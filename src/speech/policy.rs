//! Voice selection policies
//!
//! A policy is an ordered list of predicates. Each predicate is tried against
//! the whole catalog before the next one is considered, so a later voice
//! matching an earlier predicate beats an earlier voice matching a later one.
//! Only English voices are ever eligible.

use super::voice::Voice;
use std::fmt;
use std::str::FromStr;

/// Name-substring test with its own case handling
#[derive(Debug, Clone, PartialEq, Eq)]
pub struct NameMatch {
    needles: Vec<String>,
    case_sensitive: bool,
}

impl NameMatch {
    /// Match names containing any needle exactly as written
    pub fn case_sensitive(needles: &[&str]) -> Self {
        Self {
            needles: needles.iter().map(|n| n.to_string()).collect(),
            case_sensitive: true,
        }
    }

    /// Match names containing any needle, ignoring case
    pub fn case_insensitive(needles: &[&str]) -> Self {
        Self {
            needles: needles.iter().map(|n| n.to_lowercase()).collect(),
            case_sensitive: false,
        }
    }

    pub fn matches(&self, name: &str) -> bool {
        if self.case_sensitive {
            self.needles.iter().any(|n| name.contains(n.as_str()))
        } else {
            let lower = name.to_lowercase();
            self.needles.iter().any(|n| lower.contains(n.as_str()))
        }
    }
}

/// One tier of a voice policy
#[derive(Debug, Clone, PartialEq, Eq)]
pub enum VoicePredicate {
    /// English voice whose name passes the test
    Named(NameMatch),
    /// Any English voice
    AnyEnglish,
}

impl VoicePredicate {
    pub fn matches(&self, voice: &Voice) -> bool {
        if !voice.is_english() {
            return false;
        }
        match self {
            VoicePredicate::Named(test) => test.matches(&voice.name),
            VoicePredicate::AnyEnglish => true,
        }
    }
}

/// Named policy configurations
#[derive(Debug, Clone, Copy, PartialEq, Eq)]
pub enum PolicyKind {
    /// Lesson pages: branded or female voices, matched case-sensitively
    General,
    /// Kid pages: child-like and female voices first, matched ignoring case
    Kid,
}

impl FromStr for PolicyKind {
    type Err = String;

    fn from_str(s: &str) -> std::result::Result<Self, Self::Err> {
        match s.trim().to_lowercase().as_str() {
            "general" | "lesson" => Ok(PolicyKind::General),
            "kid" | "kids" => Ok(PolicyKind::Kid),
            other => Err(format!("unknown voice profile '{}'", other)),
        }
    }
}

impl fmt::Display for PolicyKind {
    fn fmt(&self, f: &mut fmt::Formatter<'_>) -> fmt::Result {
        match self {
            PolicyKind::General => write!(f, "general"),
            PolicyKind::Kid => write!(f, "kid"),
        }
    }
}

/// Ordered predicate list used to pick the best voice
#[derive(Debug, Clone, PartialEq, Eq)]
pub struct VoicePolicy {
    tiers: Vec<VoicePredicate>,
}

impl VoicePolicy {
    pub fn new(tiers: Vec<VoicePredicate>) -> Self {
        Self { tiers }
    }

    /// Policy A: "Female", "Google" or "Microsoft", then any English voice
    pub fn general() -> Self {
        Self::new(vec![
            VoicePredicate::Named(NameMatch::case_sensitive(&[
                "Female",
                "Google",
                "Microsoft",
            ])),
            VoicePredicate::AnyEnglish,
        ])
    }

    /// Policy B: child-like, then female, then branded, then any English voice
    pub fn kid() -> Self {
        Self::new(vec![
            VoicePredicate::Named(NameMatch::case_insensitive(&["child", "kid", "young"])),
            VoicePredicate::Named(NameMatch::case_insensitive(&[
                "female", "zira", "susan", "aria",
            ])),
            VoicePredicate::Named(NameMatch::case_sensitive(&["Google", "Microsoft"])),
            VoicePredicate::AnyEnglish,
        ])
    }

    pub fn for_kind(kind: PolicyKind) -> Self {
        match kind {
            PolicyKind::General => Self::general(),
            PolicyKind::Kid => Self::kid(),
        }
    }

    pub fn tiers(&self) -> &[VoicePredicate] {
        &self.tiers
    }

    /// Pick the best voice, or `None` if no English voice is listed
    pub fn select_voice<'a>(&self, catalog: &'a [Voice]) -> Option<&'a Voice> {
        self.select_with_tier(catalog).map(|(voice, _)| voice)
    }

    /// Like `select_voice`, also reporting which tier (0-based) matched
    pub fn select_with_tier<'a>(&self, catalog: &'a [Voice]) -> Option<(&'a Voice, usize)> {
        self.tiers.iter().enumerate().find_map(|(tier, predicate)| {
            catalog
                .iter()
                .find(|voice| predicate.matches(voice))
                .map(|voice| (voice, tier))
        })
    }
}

- - - - - - -

Transcribe the full listing exactly, leaving out no line.

**Response**:
filename src/speech/policy.rs
//! Voice selection policies
//!
//! A policy is an ordered list of predicates. Each predicate is tried against
//! the whole catalog before the next one is considered, so a later voice
//! matching an earlier predicate beats an earlier voice matching a later one.
//! Only English voices are ever eligible.

use super::voice::Voice;
use std::fmt;
use std::str::FromStr;

/// Name-substring test with its own case handling
#[derive(Debug, Clone, PartialEq, Eq)]
pub struct NameMatch {
    needles: Vec<String>,
    case_sensitive: bool,
}

impl NameMatch {
    /// Match names containing any needle exactly as written
    pub fn case_sensitive(needles: &[&str]) -> Self {
        Self {
            needles: needles.iter().map(|n| n.to_string()).collect(),
            case_sensitive: true,
        }
    }

    /// Match names containing any needle, ignoring case
    pub fn case_insensitive(needles: &[&str]) -> Self {
        Self {
            needles: needles.iter().map(|n| n.to_lowercase()).collect(),
            case_sensitive: false,
        }
    }

    pub fn matches(&self, name: &str) -> bool {
        if self.case_sensitive {
            self.needles.iter().any(|n| name.contains(n.as_str()))
        } else {
            let lower = name.to_lowercase();
            self.needles.iter().any(|n| lower.contains(n.as_str()))
        }
    }
}

/// One tier of a voice policy
#[derive(Debug, Clone, PartialEq, Eq)]
pub enum VoicePredicate {
    /// English voice whose name passes the test
    Named(NameMatch),
    /// Any English voice
    AnyEnglish,
}

impl VoicePredicate {
    pub fn matches(&self, voice: &Voice) -> bool {
        if !voice.is_english() {
            return false;
        }
        match self {
            VoicePredicate::Named(test) => test.matches(&voice.name),
            VoicePredicate::AnyEnglish => true,
        }
    }
}

/// Named policy configurations
#[derive(Debug, Clone, Copy, PartialEq, Eq)]
pub enum PolicyKind {
    /// Lesson pages: branded or female voices, matched case-sensitively
    General,
    /// Kid pages: child-like and female voices first, matched ignoring case
    Kid,
}

impl FromStr for PolicyKind {
    type Err = String;

    fn from_str(s: &str) -> std::result::Result<Self, Self::Err> {
        match s.trim().to_lowercase().as_str() {
            "general" | "lesson" => Ok(PolicyKind::General),
            "kid" | "kids" => Ok(PolicyKind::Kid),
            other => Err(format!("unknown voice profile '{}'", other)),
        }
    }
}

impl fmt::Display for PolicyKind {
    fn fmt(&self, f: &mut fmt::Formatter<'_>) -> fmt::Result {
        match self {
            PolicyKind::General => write!(f, "general"),
            PolicyKind::Kid => write!(f, "kid"),
        }
    }
}

/// Ordered predicate list used to pick the best voice
#[derive(Debug, Clone, PartialEq, Eq)]
pub struct VoicePolicy {
    tiers: Vec<VoicePredicate>,
}

impl VoicePolicy {
    pub fn new(tiers: Vec<VoicePredicate>) -> Self {
        Self { tiers }
    }

    /// Policy A: "Female", "Google" or "Microsoft", then any English voice
    pub fn general() -> Self {
        Self::new(vec![
            VoicePredicate::Named(NameMatch::case_sensitive(&[
                "Female",
                "Google",
                "Microsoft",
            ])),
            VoicePredicate::AnyEnglish,
        ])
    }

    /// Policy B: child-like, then female, then branded, then any English voice
    pub fn kid() -> Self {
        Self::new(vec![
            VoicePredicate::Named(NameMatch::case_insensitive(&["child", "kid", "young"])),
            VoicePredicate::Named(NameMatch::case_insensitive(&[
                "female", "zira", "susan", "aria",
            ])),
            VoicePredicate::Named(NameMatch::case_sensitive(&["Google", "Microsoft"])),
            VoicePredicate::AnyEnglish,
        ])
    }

    pub fn for_kind(kind: PolicyKind) -> Self {
        match kind {
            PolicyKind::General => Self::general(),
            PolicyKind::Kid => Self::kid(),
        }
    }

    pub fn tiers(&self) -> &[VoicePredicate] {
        &self.tiers
    }

    /// Pick the best voice, or `None` if no English voice is listed
    pub fn select_voice<'a>(&self, catalog: &'a [Voice]) -> Option<&'a Voice> {
        self.select_with_tier(catalog).map(|(voice, _)| voice)
    }

    /// Like `select_voice`, also reporting which tier (0-based) matched
    pub fn select_with_tier<'a>(&self, catalog: &'a [Voice]) -> Option<(&'a Voice, usize)> {
        self.tiers.iter().enumerate().find_map(|(tier, predicate)| {
            catalog
                .iter()
                .find(|voice| predicate.matches(voice))
                .map(|voice| (voice, tier))
        })
    }
}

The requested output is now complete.